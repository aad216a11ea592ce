//! Accounts and staff group membership.

use sqlx::SqlitePool;

use super::RepositoryError;
use crate::models::User;
use crate::roles::Group;

pub struct UserRepository<'a> {
    pool: &'a SqlitePool,
}

impl<'a> UserRepository<'a> {
    pub const fn new(pool: &'a SqlitePool) -> Self {
        Self { pool }
    }

    pub async fn get(&self, id: i64) -> Result<Option<User>, RepositoryError> {
        let user = sqlx::query_as::<_, User>("SELECT id, username, is_staff FROM users WHERE id = ?")
            .bind(id)
            .fetch_optional(self.pool)
            .await?;
        Ok(user)
    }

    pub async fn get_by_username(&self, username: &str) -> Result<Option<User>, RepositoryError> {
        let user = sqlx::query_as::<_, User>(
            "SELECT id, username, is_staff FROM users WHERE username = ?",
        )
        .bind(username)
        .fetch_optional(self.pool)
        .await?;
        Ok(user)
    }

    pub async fn list(&self) -> Result<Vec<User>, RepositoryError> {
        let users =
            sqlx::query_as::<_, User>("SELECT id, username, is_staff FROM users ORDER BY id")
                .fetch_all(self.pool)
                .await?;
        Ok(users)
    }

    /// Insert the account or refresh its staff flag. The id of an existing account is kept.
    pub async fn upsert(&self, username: &str, is_staff: bool) -> Result<User, RepositoryError> {
        let user = sqlx::query_as::<_, User>(
            r#"
            INSERT INTO users (username, is_staff)
            VALUES (?, ?)
            ON CONFLICT(username) DO UPDATE SET is_staff = excluded.is_staff
            RETURNING id, username, is_staff
            "#,
        )
        .bind(username)
        .bind(is_staff)
        .fetch_one(self.pool)
        .await?;
        Ok(user)
    }

    /// Deletes the account. Its orders and cart rows go with it; orders it was
    /// delivering become unassigned.
    pub async fn delete(&self, id: i64) -> Result<bool, RepositoryError> {
        let result = sqlx::query("DELETE FROM users WHERE id = ?")
            .bind(id)
            .execute(self.pool)
            .await?;
        Ok(result.rows_affected() > 0)
    }

    pub async fn groups_of(&self, user_id: i64) -> Result<Vec<Group>, RepositoryError> {
        let names: Vec<String> = sqlx::query_scalar(
            r#"
            SELECT g.name
            FROM groups g
            JOIN user_groups ug ON ug.group_id = g.id
            WHERE ug.user_id = ?
            ORDER BY g.name
            "#,
        )
        .bind(user_id)
        .fetch_all(self.pool)
        .await?;

        Ok(names
            .iter()
            .filter_map(|name| Group::from_name(name))
            .collect())
    }

    /// Creates the group if needed and adds the user. Adding twice is a no-op.
    pub async fn add_to_group(&self, user_id: i64, group: Group) -> Result<(), RepositoryError> {
        sqlx::query("INSERT OR IGNORE INTO groups (name) VALUES (?)")
            .bind(group.as_str())
            .execute(self.pool)
            .await?;

        sqlx::query(
            r#"
            INSERT OR IGNORE INTO user_groups (user_id, group_id)
            SELECT ?, id FROM groups WHERE name = ?
            "#,
        )
        .bind(user_id)
        .bind(group.as_str())
        .execute(self.pool)
        .await
        .map_err(super::map_write_error)?;
        Ok(())
    }

    pub async fn members_of(&self, group: Group) -> Result<Vec<User>, RepositoryError> {
        let users = sqlx::query_as::<_, User>(
            r#"
            SELECT u.id, u.username, u.is_staff
            FROM users u
            JOIN user_groups ug ON ug.user_id = u.id
            JOIN groups g ON g.id = ug.group_id
            WHERE g.name = ?
            ORDER BY u.id
            "#,
        )
        .bind(group.as_str())
        .fetch_all(self.pool)
        .await?;
        Ok(users)
    }
}

#[cfg(test)]
#[allow(clippy::unwrap_used, clippy::expect_used)]
mod tests {
    use anyhow::Result;

    use crate::db::test_support::memory_db;
    use crate::roles::Group;

    #[tokio::test]
    async fn upsert_keeps_id_and_refreshes_staff_flag() -> Result<()> {
        let db = memory_db().await?;
        let first = db.users().upsert("mario", false).await?;
        let second = db.users().upsert("mario", true).await?;

        assert_eq!(first.id, second.id);
        assert!(second.is_staff);
        assert_eq!(db.users().list().await?.len(), 1);
        Ok(())
    }

    #[tokio::test]
    async fn group_membership_is_a_set() -> Result<()> {
        let db = memory_db().await?;
        let user = db.users().upsert("luigi", false).await?;

        db.users().add_to_group(user.id, Group::DeliveryCrew).await?;
        db.users().add_to_group(user.id, Group::DeliveryCrew).await?;

        assert_eq!(db.users().members_of(Group::DeliveryCrew).await?, vec![user.clone()]);
        assert_eq!(db.users().groups_of(user.id).await?, vec![Group::DeliveryCrew]);
        assert!(db.users().members_of(Group::Manager).await?.is_empty());
        Ok(())
    }

    #[tokio::test]
    async fn delete_removes_memberships() -> Result<()> {
        let db = memory_db().await?;
        let user = db.users().upsert("peach", false).await?;
        db.users().add_to_group(user.id, Group::Manager).await?;

        assert!(db.users().delete(user.id).await?);
        assert!(db.users().get(user.id).await?.is_none());
        assert!(db.users().members_of(Group::Manager).await?.is_empty());
        assert!(!db.users().delete(user.id).await?);
        Ok(())
    }
}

▶ _Your objective_:
Wherever a line of the entries holds the string "mario", copy that line.

▶ _Task result_:
        let first = db.users().upsert("mario", false).await?;
        let second = db.users().upsert("mario", true).await?;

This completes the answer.